Single-Channel Properties of the ROMK-Pore-Forming Subunit of the Mitochondrial ATP-Sensitive Potassium Channel

An increased flux of potassium ions into the mitochondrial matrix through the ATP-sensitive potassium channel (mitoK(ATP)) has been shown to provide protection against ischemia-reperfusion injury. Recently, it was proposed that the mitochondrial-targeted isoform of the renal outer medullary potassium channel (ROMK) protein creates a pore-forming subunit of mitoK(ATP) in heart mitochondria. Our research focuses on the properties of mitoK(ATP) from heart-derived H9c2 cells. For the first time, we detected single-channel activity and describe the pharmacology of mitoK(ATP) in the H9c2 heart-derived cells. The patch-clamping of mitoplasts from wild type (WT) and cells overexpressing ROMK2 revealed the existence of a potassium channel that exhibits the same basic properties previously attributed to mitoK(ATP). ROMK2 overexpression resulted in a significant increase of mitoK(ATP) activity. The conductance of both channels in symmetric 150/150 mM KCl was around 97 ± 2 pS in WT cells and 94 ± 3 pS in cells overexpressing ROMK2. The channels were inhibited by 5-hydroxydecanoic acid (a mitoK(ATP) inhibitor) and by Tertiapin Q (an inhibitor of both the ROMK-type channels and mitoK(ATP)).
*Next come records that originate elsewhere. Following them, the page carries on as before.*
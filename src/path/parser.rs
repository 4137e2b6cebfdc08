use regex::Regex;
use serde_json::Value;

use crate::error::JsonLibError;

use super::ast::*;
use super::lexer::Token;

pub struct Parser {
    tokens: Vec<(Token, usize)>,
    pos: usize,
}

impl Parser {
    pub fn new(tokens: Vec<(Token, usize)>) -> Self {
        Parser { tokens, pos: 0 }
    }

    /// Parse a whole path. The leading `$` is optional.
    pub fn parse(&mut self) -> Result<Vec<Segment>, JsonLibError> {
        let mut segments = Vec::new();
        match self.current().clone() {
            Token::Root => {
                self.advance();
            }
            // `a.b` is shorthand for `$.a.b`
            Token::Name(name) => {
                self.advance();
                segments.push(Segment::Key(name));
            }
            _ => {}
        }
        segments.extend(self.parse_segments()?);
        self.finish(segments)
    }

    fn finish(&self, segments: Vec<Segment>) -> Result<Vec<Segment>, JsonLibError> {
        if !self.at_eof() {
            return Err(self.error(format!("unexpected token: {:?}", self.current())));
        }
        Ok(segments)
    }

    fn current(&self) -> &Token {
        self.tokens.get(self.pos).map_or(&Token::Eof, |(t, _)| t)
    }

    fn position(&self) -> usize {
        self.tokens
            .get(self.pos)
            .or_else(|| self.tokens.last())
            .map_or(0, |(_, p)| *p)
    }

    fn at_eof(&self) -> bool {
        matches!(self.current(), Token::Eof)
    }

    fn advance(&mut self) -> Token {
        let tok = self
            .tokens
            .get(self.pos)
            .map_or(Token::Eof, |(t, _)| t.clone());
        self.pos += 1;
        tok
    }

    fn expect(&mut self, expected: &Token) -> Result<(), JsonLibError> {
        if self.current() == expected {
            self.advance();
            Ok(())
        } else {
            Err(self.error(format!(
                "expected {:?}, got {:?}",
                expected,
                self.current()
            )))
        }
    }

    fn error(&self, message: String) -> JsonLibError {
        JsonLibError::SyntaxError {
            position: self.position(),
            message,
        }
    }

    // ── Segments ───────────────────────────────────────────────────

    /// segment*: stops at anything that cannot continue a path, which lets
    /// filter queries end at a comparison operator.
    fn parse_segments(&mut self) -> Result<Vec<Segment>, JsonLibError> {
        let mut segments = Vec::new();
        loop {
            match self.current() {
                Token::Dot => {
                    self.advance();
                    segments.push(self.parse_dot_member()?);
                }
                Token::DotDot => {
                    self.advance();
                    let inner = if matches!(self.current(), Token::LBracket) {
                        self.parse_bracket()?
                    } else {
                        self.parse_dot_member()?
                    };
                    segments.push(Segment::Descendant(Box::new(inner)));
                }
                Token::LBracket => segments.push(self.parse_bracket()?),
                _ => return Ok(segments),
            }
        }
    }

    /// What follows `.` or `..`: a name or `*`.
    fn parse_dot_member(&mut self) -> Result<Segment, JsonLibError> {
        match self.advance() {
            Token::Name(name) => Ok(Segment::Key(name)),
            Token::Star => Ok(Segment::Wildcard),
            other => {
                self.pos -= 1;
                Err(self.error(format!("expected member name after '.', got {other:?}")))
            }
        }
    }

    /// `[` selector (`,` selector)* `]`
    fn parse_bracket(&mut self) -> Result<Segment, JsonLibError> {
        self.expect(&Token::LBracket)?;
        let mut selectors = vec![self.parse_selector()?];
        while matches!(self.current(), Token::Comma) {
            self.advance();
            selectors.push(self.parse_selector()?);
        }
        self.expect(&Token::RBracket)?;
        if selectors.len() == 1 {
            Ok(selectors.remove(0))
        } else {
            Ok(Segment::Union(selectors))
        }
    }

    fn parse_selector(&mut self) -> Result<Segment, JsonLibError> {
        match self.current().clone() {
            Token::String(s) => {
                self.advance();
                Ok(Segment::Key(s))
            }
            Token::Star => {
                self.advance();
                Ok(Segment::Wildcard)
            }
            Token::Question => {
                self.advance();
                Ok(Segment::Filter(self.parse_or()?))
            }
            Token::Int(_) | Token::Colon => self.parse_index_or_slice(),
            other => Err(self.error(format!("unexpected token in brackets: {other:?}"))),
        }
    }

    /// `int` or `int? : int? (: int?)?`
    fn parse_index_or_slice(&mut self) -> Result<Segment, JsonLibError> {
        let start = self.parse_opt_int();
        if !matches!(self.current(), Token::Colon) {
            return match start {
                Some(i) => Ok(Segment::Index(i)),
                None => Err(self.error("expected index".into())),
            };
        }
        self.advance(); // ':'
        let end = self.parse_opt_int();
        let step = if matches!(self.current(), Token::Colon) {
            self.advance();
            self.parse_opt_int()
        } else {
            None
        };
        Ok(Segment::Slice { start, end, step })
    }

    fn parse_opt_int(&mut self) -> Option<i64> {
        let Token::Int(i) = *self.current() else {
            return None;
        };
        self.advance();
        Some(i)
    }

    // ── Filter expressions (lowest to highest precedence) ──────────

    fn parse_or(&mut self) -> Result<FilterExpr, JsonLibError> {
        let mut expr = self.parse_and()?;
        while matches!(self.current(), Token::Or) {
            self.advance();
            let right = self.parse_and()?;
            expr = FilterExpr::Or(Box::new(expr), Box::new(right));
        }
        Ok(expr)
    }

    fn parse_and(&mut self) -> Result<FilterExpr, JsonLibError> {
        let mut expr = self.parse_unary()?;
        while matches!(self.current(), Token::And) {
            self.advance();
            let right = self.parse_unary()?;
            expr = FilterExpr::And(Box::new(expr), Box::new(right));
        }
        Ok(expr)
    }

    fn parse_unary(&mut self) -> Result<FilterExpr, JsonLibError> {
        match self.current() {
            Token::Not => {
                self.advance();
                Ok(FilterExpr::Not(Box::new(self.parse_unary()?)))
            }
            Token::LParen => {
                self.advance();
                let expr = self.parse_or()?;
                self.expect(&Token::RParen)?;
                Ok(expr)
            }
            _ => self.parse_comparison(),
        }
    }

    fn parse_comparison(&mut self) -> Result<FilterExpr, JsonLibError> {
        let left = self.parse_operand()?;
        let op = match self.current() {
            Token::Eq => CmpOp::Eq,
            Token::Ne => CmpOp::Ne,
            Token::Lt => CmpOp::Lt,
            Token::Le => CmpOp::Le,
            Token::Gt => CmpOp::Gt,
            Token::Ge => CmpOp::Ge,
            Token::Match => {
                self.advance();
                return self.parse_match(left);
            }
            _ => {
                return match left {
                    Operand::Query(q) => Ok(FilterExpr::Exists(q)),
                    Operand::Literal(v) => {
                        Err(self.error(format!("literal {v} is not a filter condition")))
                    }
                };
            }
        };
        self.advance();
        let right = self.parse_operand()?;
        Ok(FilterExpr::Compare(left, op, right))
    }

    fn parse_match(&mut self, left: Operand) -> Result<FilterExpr, JsonLibError> {
        let Token::String(pattern) = self.current().clone() else {
            return Err(self.error("expected string pattern after '=~'".into()));
        };
        self.advance();
        let regex = Regex::new(&pattern).map_err(|e| JsonLibError::InvalidRegex {
            pattern: pattern.clone(),
            message: e.to_string(),
        })?;
        Ok(FilterExpr::Matches(left, Pattern(regex)))
    }

    fn parse_operand(&mut self) -> Result<Operand, JsonLibError> {
        let literal = match self.current().clone() {
            Token::Current | Token::Root => {
                let root = if matches!(self.advance(), Token::Current) {
                    QueryRoot::Current
                } else {
                    QueryRoot::Document
                };
                let segments = self.parse_segments()?;
                return Ok(Operand::Query(Query { root, segments }));
            }
            Token::Int(i) => Value::from(i),
            Token::Float(f) => serde_json::Number::from_f64(f)
                .map(Value::Number)
                .ok_or_else(|| self.error(format!("number out of range: {f}")))?,
            Token::String(s) => Value::String(s),
            Token::Name(word) => match word.as_str() {
                "true" => Value::Bool(true),
                "false" => Value::Bool(false),
                "null" => Value::Null,
                _ => return Err(self.error(format!("unknown word in filter: {word}"))),
            },
            other => return Err(self.error(format!("expected operand, got {other:?}"))),
        };
        self.advance();
        Ok(Operand::Literal(literal))
    }
}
Additionally, mitoK(ATP) from cells overexpressing ROMK2 were inhibited by ATP/Mg(2+) and activated by diazoxide. We used an assay based on proteinase K to examine the topology of the channel in the inner mitochondrial membrane and found that both termini of the protein localized to the mitochondrial matrix. We conclude that the observed activity of the channel formed by the ROMK protein corresponds to the electrophysiological and pharmacological properties of mitoK(ATP).